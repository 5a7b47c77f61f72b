//! Logging configuration
//!
//! Diagnostics from the pipeline (backend scans, skipped export lines,
//! dropped object names) are written to stderr. Stdout is reserved for
//! chart JSON and tables, so the destination is not configurable; only
//! the verbosity and the encoding are.

use serde::Deserialize;

/// Log level
#[derive(Debug, Clone, Copy, Default, Deserialize, PartialEq, Eq)]
#[serde(rename_all = "lowercase")]
pub enum LogLevel {
    /// Every bucket and backend call
    Trace,
    /// Per-line parse failures and query timings
    Debug,
    /// Default
    #[default]
    Info,
    /// Skipped lines and degraded panels
    Warn,
    /// Failures only
    Error,
}

impl LogLevel {
    /// `EnvFilter` directive for this level
    pub fn as_str(&self) -> &'static str {
        match self {
            Self::Trace => "trace",
            Self::Debug => "debug",
            Self::Info => "info",
            Self::Warn => "warn",
            Self::Error => "error",
        }
    }
}

/// Encoding of stderr log lines
#[derive(Debug, Clone, Copy, Default, Deserialize, PartialEq, Eq)]
#[serde(rename_all = "lowercase")]
pub enum LogFormat {
    /// Human-readable lines (default)
    #[default]
    Console,
    /// One JSON object per line, for log shippers reading stderr
    Json,
}

/// `[log]` section
///
/// ```toml
/// [log]
/// level = "warn"
/// format = "json"
/// ```
///
/// Unknown keys are rejected, including an `output` destination.
#[derive(Debug, Clone, Default, Deserialize)]
#[serde(default, deny_unknown_fields)]
pub struct LogConfig {
    /// Verbosity, default info
    pub level: LogLevel,

    /// Encoding, default console
    pub format: LogFormat,
}

impl LogConfig {
    /// Filter directive to install, a `--log-level` override wins over `level`
    pub fn directive(&self, override_level: Option<&str>) -> String {
        match override_level.map(str::trim).filter(|l| !l.is_empty()) {
            Some(level) => level.to_string(),
            None => self.level.as_str().to_string(),
        }
    }
}

#[cfg(test)]
mod tests {
    use super::*;

    #[test]
    fn test_missing_section_logs_info_as_console() {
        let config: LogConfig = toml::from_str("").unwrap();
        assert_eq!(config.level, LogLevel::Info);
        assert_eq!(config.format, LogFormat::Console);
        assert_eq!(config.directive(None), "info");
    }

    #[test]
    fn test_json_for_log_shippers() {
        let config: LogConfig = toml::from_str("level = \"warn\"\nformat = \"json\"").unwrap();
        assert_eq!(config.format, LogFormat::Json);
        assert_eq!(config.directive(None), "warn");
    }

    #[test]
    fn test_output_destination_is_not_configurable() {
        for toml in ["output = \"stdout\"", "output = \"/var/log/egress.log\""] {
            let err = toml::from_str::<LogConfig>(toml).unwrap_err();
            assert!(err.to_string().contains("output"));
        }
    }

    #[test]
    fn test_override_wins_over_level() {
        let config = LogConfig {
            level: LogLevel::Error,
            format: LogFormat::Console,
        };
        assert_eq!(config.directive(Some("egress=debug")), "egress=debug");
        assert_eq!(config.directive(Some("  ")), "error");
    }
}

----------

In how many lines of the material above does the word "LogLevel" appear? Reply with the number only.

5